Apelin has been shown to be a novel angiogenic factor in various cancers. However, there is limited information regarding the role of apelin in breast cancer. The aim of the present study is to examine associations between apelin, clinicopathological variables, and clinical outcome in breast cancer patients. In this study, we began by investigating the apelin expression in breast cancer with long-term follow-up using immunohistochemistry. We then analyzed the relationship between apelin expression and microvessel density (MVD), lymphatic vessel density (LVD), lymph node status as well as other established clinicopathological parameters. The relationship between apelin expression and prognosis was also studied. In addition, we compared the apelin and its ligant APJ expression between 30 breast cancer samples and normal breast tissues adjacent to the breast tumors using western blot (WB) and RT-PCR. Apelin protein expression was detected in the cytoplasm of the breast carcinoma cells at various intensities.

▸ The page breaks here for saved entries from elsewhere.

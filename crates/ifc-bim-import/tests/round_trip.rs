// This Source Code Form is subject to the terms of the Mozilla Public
// License, v. 2.0. If a copy of the MPL was not distributed with this
// file, You can obtain one at https://mozilla.org/MPL/2.0/.

//! Encode with ifc-bim-export, decode again, compare

use approx::assert_relative_eq;
use ifc_bim_export::{Encoder, ExportOptions};
use ifc_bim_import::{decode, ImportOptions, ImportResult};
use ifc_bim_model::{
    BimElement, BuildingInfo, ColumnData, ColumnProfile, CounterData, ElementData, ElementType,
    OpeningFillData, OpeningKind, Placement, Point2, Point3, ProjectInfo, PropertySet,
    PropertyValue, Quaternion, SiteInfo, SlabData, SlabType, SpaceData, SpaceType, StairData,
    StoreyInfo, WallData,
};
use serde_json::json;
use uuid::Uuid;

const EPS: f64 = 1e-4;

struct Fixture {
    storeys: Vec<StoreyInfo>,
    elements: Vec<BimElement>,
}

fn fill(wall: Uuid, t: f64, width: f64, height: f64, sill: f64) -> OpeningFillData {
    OpeningFillData {
        host_wall_id: Some(wall),
        position_on_wall: t,
        width,
        height,
        sill_height: sill,
    }
}

fn fixture() -> Fixture {
    // Listed upper first; the decoder orders by elevation
    let storeys = vec![StoreyInfo::new("First", 3.0), StoreyInfo::new("Ground", 0.0)];
    let first = storeys[0].id;
    let ground = storeys[1].id;

    let pump = json!({"name": "Pump", "flow": 12.5, "active": true, "": "x", "obj": {"a": 1}});
    let properties =
        PropertySet::from_json("Pset_Pump", pump.as_object().unwrap()).with("bad", f64::NAN);

    let wall = BimElement::new(
        "North wall",
        ElementData::Wall(WallData {
            start: Point2::new(1.0, 2.0),
            end: Point2::new(6.0, 2.0),
            thickness: 0.2,
            height: 2.7,
            openings: vec![],
        }),
    )
    .with_storey(first)
    .with_property_set(properties);

    let door = BimElement::new("Door", ElementData::Door(fill(wall.id, 0.3, 0.9, 2.1, 0.0)))
        .with_storey(first);
    let window = BimElement::new("Window", ElementData::Window(fill(wall.id, 0.7, 1.2, 1.0, 0.9)))
        .with_storey(first);

    let slab = BimElement::new(
        "Ground floor",
        ElementData::Slab(SlabData {
            outline: vec![
                Point2::new(0.0, 0.0),
                Point2::new(6.0, 0.0),
                Point2::new(6.0, 4.0),
                Point2::new(0.0, 4.0),
            ],
            thickness: 0.25,
            slab_type: SlabType::Floor,
            elevation_offset: 0.0,
        }),
    )
    .with_storey(ground);

    let counter = BimElement::new(
        "Kitchen",
        ElementData::Counter(CounterData {
            path: vec![Point2::new(0.5, 3.0), Point2::new(3.0, 3.0)],
            depth: 0.6,
            height: 0.9,
            top_thickness: 0.04,
            overhang: 0.02,
            kick_height: 0.1,
            kick_recess: 0.05,
            has_footrest: false,
            footrest_height: 0.0,
        }),
    )
    .with_storey(ground);

    let round_column = BimElement::new(
        "Round column",
        ElementData::Column(ColumnData {
            profile: ColumnProfile::Circular,
            width: 0.4,
            depth: 0.4,
            height: 3.0,
        }),
    )
    .with_storey(ground)
    .with_placement(Placement::new(Point3::new(2.0, 3.0, 0.0), Quaternion::from_yaw(0.0)));

    let square_column = BimElement::new(
        "Square column",
        ElementData::Column(ColumnData {
            profile: ColumnProfile::Rectangular,
            width: 0.3,
            depth: 0.5,
            height: 2.8,
        }),
    )
    .with_storey(ground)
    .with_placement(Placement::new(Point3::new(-1.0, 1.0, 0.0), Quaternion::from_yaw(0.0)));

    let terrace = BimElement::new(
        "Terrace",
        ElementData::Space(SpaceData {
            boundary: vec![
                Point2::new(0.0, 0.0),
                Point2::new(5.0, 0.0),
                Point2::new(5.0, 4.0),
                Point2::new(0.0, 4.0),
            ],
            height: 2.5,
            space_type: SpaceType::External,
            long_name: Some("Roof terrace".into()),
            net_floor_area: Some(18.0),
        }),
    )
    .with_storey(first);

    let stair = BimElement::new(
        "Stair",
        ElementData::Stair(StairData {
            width: 1.0,
            total_rise: 2.8,
            riser_count: 16,
            tread_depth: 0.28,
        }),
    )
    .with_storey(ground)
    .with_placement(Placement::new(Point3::new(3.0, 0.5, 0.0), Quaternion::from_yaw(0.0)));

    Fixture {
        storeys,
        elements: vec![
            wall,
            door,
            window,
            slab,
            counter,
            round_column,
            square_column,
            terrace,
            stair,
        ],
    }
}

fn encode(fixture: &Fixture) -> Vec<u8> {
    let options = ExportOptions {
        timestamp: Some(1_700_000_000),
        ..ExportOptions::default()
    };
    Encoder::new(options)
        .encode(
            &ProjectInfo::new("Round trip"),
            &SiteInfo::default(),
            &BuildingInfo::default(),
            &fixture.storeys,
            &fixture.elements,
        )
        .unwrap()
}

fn round_trip(options: &ImportOptions) -> (Fixture, ImportResult) {
    let fixture = fixture();
    let result = decode(&encode(&fixture), options).unwrap();
    (fixture, result)
}

fn find(result: &ImportResult, id: Uuid) -> &BimElement {
    result.elements.iter().find(|e| e.id == id).unwrap()
}

#[test]
fn test_storeys_ordered_by_elevation() {
    let (fixture, result) = round_trip(&ImportOptions::default());

    let names: Vec<&str> = result.storeys.iter().map(|s| s.name.as_str()).collect();
    assert_eq!(names, ["Ground", "First"]);
    assert_relative_eq!(result.storeys[0].elevation, 0.0, epsilon = EPS);
    assert_relative_eq!(result.storeys[1].elevation, 3.0, epsilon = EPS);
    assert_relative_eq!(result.storeys[0].height, 3.0, epsilon = EPS);
    assert_eq!(result.storeys[1].id, fixture.storeys[0].id);
    assert_eq!(result.project.name, "Round trip");
}

#[test]
fn test_wall_survives() {
    let (fixture, result) = round_trip(&ImportOptions::default());
    let wall = find(&result, fixture.elements[0].id);

    assert_eq!(wall.name, "North wall");
    assert_eq!(wall.parent_storey_id, Some(fixture.storeys[0].id));
    let ElementData::Wall(data) = &wall.data else {
        panic!("expected a wall, got {:?}", wall.data);
    };
    assert_relative_eq!(data.start.x, 1.0, epsilon = EPS);
    assert_relative_eq!(data.start.y, 2.0, epsilon = EPS);
    assert_relative_eq!(data.end.x, 6.0, epsilon = EPS);
    assert_relative_eq!(data.end.y, 2.0, epsilon = EPS);
    assert_relative_eq!(data.thickness, 0.2, epsilon = EPS);
    assert_relative_eq!(data.height, 2.7, epsilon = EPS);
    assert_relative_eq!(wall.placement.position.z, 0.0, epsilon = EPS);
}

#[test]
fn test_doors_and_windows_survive_with_wall_openings() {
    let (fixture, result) = round_trip(&ImportOptions::default());
    let wall_id = fixture.elements[0].id;

    let door = find(&result, fixture.elements[1].id);
    let ElementData::Door(door) = &door.data else {
        panic!("expected a door");
    };
    assert_eq!(door.host_wall_id, Some(wall_id));
    assert_relative_eq!(door.position_on_wall, 0.3, epsilon = EPS);
    assert_relative_eq!(door.width, 0.9, epsilon = EPS);
    assert_relative_eq!(door.height, 2.1, epsilon = EPS);
    assert_relative_eq!(door.sill_height, 0.0, epsilon = EPS);

    let window = find(&result, fixture.elements[2].id);
    let ElementData::Window(window) = &window.data else {
        panic!("expected a window");
    };
    assert_relative_eq!(window.position_on_wall, 0.7, epsilon = EPS);
    assert_relative_eq!(window.width, 1.2, epsilon = EPS);
    assert_relative_eq!(window.height, 1.0, epsilon = EPS);
    assert_relative_eq!(window.sill_height, 0.9, epsilon = EPS);

    let ElementData::Wall(wall) = &find(&result, wall_id).data else {
        panic!("expected a wall");
    };
    let mut kinds: Vec<(OpeningKind, Uuid)> =
        wall.openings.iter().map(|o| (o.kind, o.element_id)).collect();
    kinds.sort_by_key(|(kind, _)| *kind == OpeningKind::Window);
    assert_eq!(
        kinds,
        [
            (OpeningKind::Door, fixture.elements[1].id),
            (OpeningKind::Window, fixture.elements[2].id)
        ]
    );
}

#[test]
fn test_property_set_survives_sanitized() {
    let (fixture, result) = round_trip(&ImportOptions::default());
    let wall = find(&result, fixture.elements[0].id);

    let set = wall.property_sets.iter().find(|s| s.name == "Pset_Pump").unwrap();
    assert_eq!(set.properties.len(), 3);
    assert_eq!(set.get("name"), Some(&PropertyValue::Text("Pump".into())));
    assert_eq!(set.get("flow"), Some(&PropertyValue::Number(12.5)));
    assert_eq!(set.get("active"), Some(&PropertyValue::Bool(true)));
    assert!(set.get("bad").is_none());
}

#[test]
fn test_floor_slab_survives() {
    let (fixture, result) = round_trip(&ImportOptions::default());
    let slab = find(&result, fixture.elements[3].id);

    let ElementData::Slab(data) = &slab.data else {
        panic!("expected a slab");
    };
    assert_eq!(data.slab_type, SlabType::Floor);
    assert_eq!(data.outline.len(), 4);
    assert_relative_eq!(data.thickness, 0.25, epsilon = EPS);
    assert_relative_eq!(data.elevation_offset, 0.0, epsilon = EPS);
    let max_x = data.outline.iter().map(|p| p.x).fold(f64::MIN, f64::max);
    assert_relative_eq!(max_x, 6.0, epsilon = EPS);
}

#[test]
fn test_counter_comes_back_as_furniture_mesh() {
    let (fixture, result) = round_trip(&ImportOptions::default());
    let counter = find(&result, fixture.elements[4].id);

    assert_eq!(counter.element_type(), ElementType::Furniture);
    assert_eq!(counter.name, "Kitchen");
    assert!(counter.geometry.mesh.as_ref().is_some_and(|m| !m.is_empty()));
    let ElementData::Furniture(data) = &counter.data else {
        panic!("expected furniture");
    };
    assert_relative_eq!(data.height, 0.9, epsilon = EPS);
    assert_eq!(result.stats.imported(ElementType::Furniture), 1);
}

#[test]
fn test_columns_survive() {
    let (fixture, result) = round_trip(&ImportOptions::default());

    let round = find(&result, fixture.elements[5].id);
    let ElementData::Column(data) = &round.data else {
        panic!("expected a column, got {:?}", round.data);
    };
    assert_eq!(data.profile, ColumnProfile::Circular);
    assert_relative_eq!(data.width, 0.4, epsilon = EPS);
    assert_relative_eq!(data.height, 3.0, epsilon = EPS);
    assert_relative_eq!(round.placement.position.x, 2.0, epsilon = EPS);
    assert_relative_eq!(round.placement.position.y, 3.0, epsilon = EPS);

    let square = find(&result, fixture.elements[6].id);
    let ElementData::Column(data) = &square.data else {
        panic!("expected a column, got {:?}", square.data);
    };
    assert_eq!(data.profile, ColumnProfile::Rectangular);
    assert_relative_eq!(data.width, 0.3, epsilon = EPS);
    assert_relative_eq!(data.depth, 0.5, epsilon = EPS);
    assert_relative_eq!(data.height, 2.8, epsilon = EPS);
    assert_relative_eq!(square.placement.position.x, -1.0, epsilon = EPS);
    assert_relative_eq!(square.placement.position.y, 1.0, epsilon = EPS);
    assert_relative_eq!(square.placement.rotation.yaw(), 0.0, epsilon = EPS);
}

#[test]
fn test_external_space_keeps_long_name() {
    let (fixture, result) = round_trip(&ImportOptions::default());
    let space = find(&result, fixture.elements[7].id);

    assert_eq!(space.name, "Terrace");
    assert_eq!(space.parent_storey_id, Some(fixture.storeys[0].id));
    let ElementData::Space(data) = &space.data else {
        panic!("expected a space, got {:?}", space.data);
    };
    assert_eq!(data.space_type, SpaceType::External);
    assert_eq!(data.long_name.as_deref(), Some("Roof terrace"));
    assert_eq!(data.boundary.len(), 4);
    assert_relative_eq!(data.height, 2.5, epsilon = EPS);
    assert_relative_eq!(data.net_floor_area.unwrap(), 18.0, epsilon = EPS);
}

#[test]
fn test_stair_survives() {
    let (fixture, result) = round_trip(&ImportOptions::default());
    let stair = find(&result, fixture.elements[8].id);

    let ElementData::Stair(data) = &stair.data else {
        panic!("expected a stair, got {:?}", stair.data);
    };
    assert_eq!(data.riser_count, 16);
    assert_relative_eq!(data.width, 1.0, epsilon = EPS);
    assert_relative_eq!(data.total_rise, 2.8, epsilon = EPS);
    assert_relative_eq!(data.tread_depth, 0.28, epsilon = EPS);
    assert_relative_eq!(stair.placement.position.x, 3.0, epsilon = EPS);
    assert_relative_eq!(stair.placement.position.y, 0.5, epsilon = EPS);
}

#[test]
fn test_disabled_types_are_not_decoded() {
    let options = ImportOptions {
        import_doors: false,
        import_windows: false,
        ..ImportOptions::default()
    };
    let (fixture, result) = round_trip(&options);

    assert_eq!(result.elements_of(ElementType::Door).count(), 0);
    assert_eq!(result.elements_of(ElementType::Window).count(), 0);
    let ElementData::Wall(wall) = &find(&result, fixture.elements[0].id).data else {
        panic!("expected a wall");
    };
    assert!(wall.openings.is_empty());
    assert!(result.warnings.is_empty(), "{:?}", result.warnings);
}

const HOSTLESS_DOOR: &str = r#"ISO-10303-21;
HEADER;
FILE_DESCRIPTION(('ViewDefinition [CoordinationView]'),'2;1');
FILE_NAME('door.ifc','2024-01-01T00:00:00',(''),(''),'','','');
FILE_SCHEMA(('IFC2X3'));
ENDSEC;
DATA;
#1=IFCCARTESIANPOINT((0.,0.,0.));
#2=IFCAXIS2PLACEMENT3D(#1,$,$);
#3=IFCLOCALPLACEMENT($,#2);
#10=IFCBUILDINGSTOREY('0ZmB3nYf9DPh2ltJ4mFRxk',$,'Ground',$,$,#3,$,$,.ELEMENT.,0.);
#20=IFCCARTESIANPOINT((2.,0.,0.));
#21=IFCAXIS2PLACEMENT3D(#20,$,$);
#22=IFCLOCALPLACEMENT(#3,#21);
#30=IFCDOOR('1hQW9mV3zCKOEBsDgWbYFR',$,'Lonely door',$,$,#22,$,$,2.1,0.9);
#40=IFCRELCONTAINEDINSPATIALSTRUCTURE('2Nd2kYx5D5ZPTjYoLqUe0w',$,$,$,(#30),#10);
ENDSEC;
END-ISO-10303-21;
"#;

#[test]
fn test_door_without_host_is_skipped_with_warning() {
    let result = decode(HOSTLESS_DOOR.as_bytes(), &ImportOptions::default()).unwrap();

    assert!(result.elements.is_empty());
    assert_eq!(result.storeys.len(), 1);
    assert_eq!(result.stats.skipped(ElementType::Door), 1);
    assert_eq!(result.warnings, ["Failed to parse door #30: no host wall found"]);
}

#[test]
fn test_unreadable_input_is_an_error() {
    assert!(decode(b"not a step file", &ImportOptions::default()).is_err());
}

Apelin expression was positive in 59.2% (84/142) of the breast cancer patients and apelin expression was significantly correlated with tumor size (p = 0.030), stage (p = 0.000), histological type (p = 0.009), MVD (p = 0.000), LVD (p = 0.000), and lymph node metastasis (p = 0.041). Survival curves determined by the Kaplan-Meier method and univariate analysis demonstrated that high expression of apelin was associated with both worse disease-free survival (p < 0.001) and overall survival (p < 0.001). Interestingly, a significant difference in apelin and APJ expression by WB as well as RT-PCR was observed between normal breast tissues adjacent to the breast tumors and breast cancer tissues. Our results showed apelin expression was associated with tumor size, stage, histological type, MVD, LVD, lymph node metastasis and poor prognosis. The presence of apelin may be a new prognostic factor and potential therapeutic target for breast cancer.